● Information provided:
====

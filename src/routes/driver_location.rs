use crate::{
    domain::{Coordinates, LocationUpdate, ValidationError},
    error::{ApiError, Error, Message},
    startup::AppState,
};
use axum::{
    extract::{rejection::QueryRejection, Query, State},
    Json,
};
use serde::Deserialize;

const UPDATE_DONE: &str = "Update Done";
const WRONG_FIELDS: &str = "Wrong fields, Update Failed";
const UPDATE_FAILED: &str = "Update Failed";
const NOT_FOUND: &str = "Driver couldn't be found";

/// Query of `PUT /updateDriverLoc`. Absent parameters are read as empty strings so that they
/// fail validation. A query string that cannot be decoded at all (e.g. a repeated parameter) is
/// refused like any other invalid update.
#[derive(Deserialize, Debug)]
pub struct UpdateLocationQuery {
    #[serde(default)]
    userid: String,
    #[serde(default)]
    lat: String,
    #[serde(default)]
    lon: String,
    #[serde(default)]
    status: String,
}

#[derive(Deserialize, Debug)]
pub struct DriverQuery {
    #[serde(default)]
    userid: String,
}

pub async fn update_driver_loc(
    State(state): State<AppState>,
    query: Result<Query<UpdateLocationQuery>, QueryRejection>,
) -> Result<Json<Message>, ApiError> {
    let Query(query) = query.map_err(|rejection| {
        Error::from(ValidationError::MalformedQuery(rejection.body_text()))
            .with_message(WRONG_FIELDS)
    })?;
    upsert_driver_location(&state, query).await
}

#[tracing::instrument(
    name = "Updating driver location",
    skip(state, query),
    fields(driver_id = %query.userid, status = %query.status)
)]
async fn upsert_driver_location(
    state: &AppState,
    query: UpdateLocationQuery,
) -> Result<Json<Message>, ApiError> {
    let update = LocationUpdate::parse(&query.userid, &query.lat, &query.lon, &query.status)
        .map_err(|e| Error::from(e).with_message(WRONG_FIELDS))?;

    let summary = state
        .store
        .upsert_location(&update)
        .await
        .map_err(|e| Error::from(e).with_message(UPDATE_FAILED))?;
    tracing::info!(
        matched = summary.matched,
        modified = summary.modified,
        upserted = summary.upserted,
        "Driver location updated"
    );

    Ok(Json(Message::new(UPDATE_DONE)))
}

pub async fn get_driver_loc(
    State(state): State<AppState>,
    query: Result<Query<DriverQuery>, QueryRejection>,
) -> Result<Json<Coordinates>, ApiError> {
    let Query(query) = query.map_err(|rejection| Error::from(rejection).with_message(NOT_FOUND))?;
    find_driver_location(&state, query).await
}

#[tracing::instrument(
    name = "Fetching driver location",
    skip(state, query),
    fields(driver_id = %query.userid)
)]
async fn find_driver_location(
    state: &AppState,
    query: DriverQuery,
) -> Result<Json<Coordinates>, ApiError> {
    let record = state
        .store
        .find_location(&query.userid)
        .await
        .map_err(|e| Error::from(e).with_message(NOT_FOUND))?
        .ok_or_else(|| Error::DriverNotFound(query.userid.clone()).with_message(NOT_FOUND))?;

    let coordinates = record
        .location
        .coordinates()
        .ok_or_else(|| Error::MalformedRecord(query.userid.clone()).with_message(NOT_FOUND))?;

    Ok(Json(coordinates))
}
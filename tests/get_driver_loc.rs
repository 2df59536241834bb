mod common;

use serde_json::{json, Value};

#[tokio::test]
async fn never_updated_driver_is_not_found() {
    let app = common::spawn_app().await;

    let response = app.get_location("nobody").await;

    assert_eq!(500, response.status().as_u16());
    assert_eq!(
        json!({ "message": "Driver couldn't be found" }),
        response.json::<Value>().await.unwrap()
    );
}

#[tokio::test]
async fn missing_driver_id_is_not_found() {
    let app = common::spawn_app().await;

    let response = app
        .client
        .get(&format!("{}/getDriverLoc", app.address))
        .send()
        .await
        .expect("Failed to execute request.");

    assert_eq!(500, response.status().as_u16());
}

#[tokio::test]
async fn drivers_are_tracked_independently() {
    let app = common::spawn_app().await;
    app.update_location("driver-a", "10", "20", "F").await;
    app.update_location("driver-b", "-30", "-40", "B").await;

    let a: Value = app.get_location("driver-a").await.json().await.unwrap();
    let b: Value = app.get_location("driver-b").await.json().await.unwrap();

    assert_eq!(json!({ "latitude": 10.0, "longitude": 20.0 }), a);
    assert_eq!(json!({ "latitude": -30.0, "longitude": -40.0 }), b);
    assert_eq!(2, app.stored_drivers());
}

#[tokio::test]
async fn store_failure_is_reported_as_not_found() {
    let app = common::spawn_app_with_failing_store().await;

    let response = app.get_location("driver-1").await;

    assert_eq!(500, response.status().as_u16());
    assert_eq!(
        json!({ "message": "Driver couldn't be found" }),
        response.json::<Value>().await.unwrap()
    );
}

#[tokio::test]
async fn undecodable_query_is_reported_as_not_found() {
    let app = common::spawn_app().await;

    let response = app
        .client
        .get(&format!("{}/getDriverLoc?userid=a&userid=b", app.address))
        .send()
        .await
        .expect("Failed to execute request.");

    assert_eq!(500, response.status().as_u16());
    assert_eq!(
        json!({ "message": "Driver couldn't be found" }),
        response.json::<Value>().await.unwrap()
    );
}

====

● Work required: Which lines in the entries above contain "address"? Pull each of them out.

● Task output:
        .get(&format!("{}/getDriverLoc", app.address))
        .get(&format!("{}/getDriverLoc?userid=a&userid=b", app.address))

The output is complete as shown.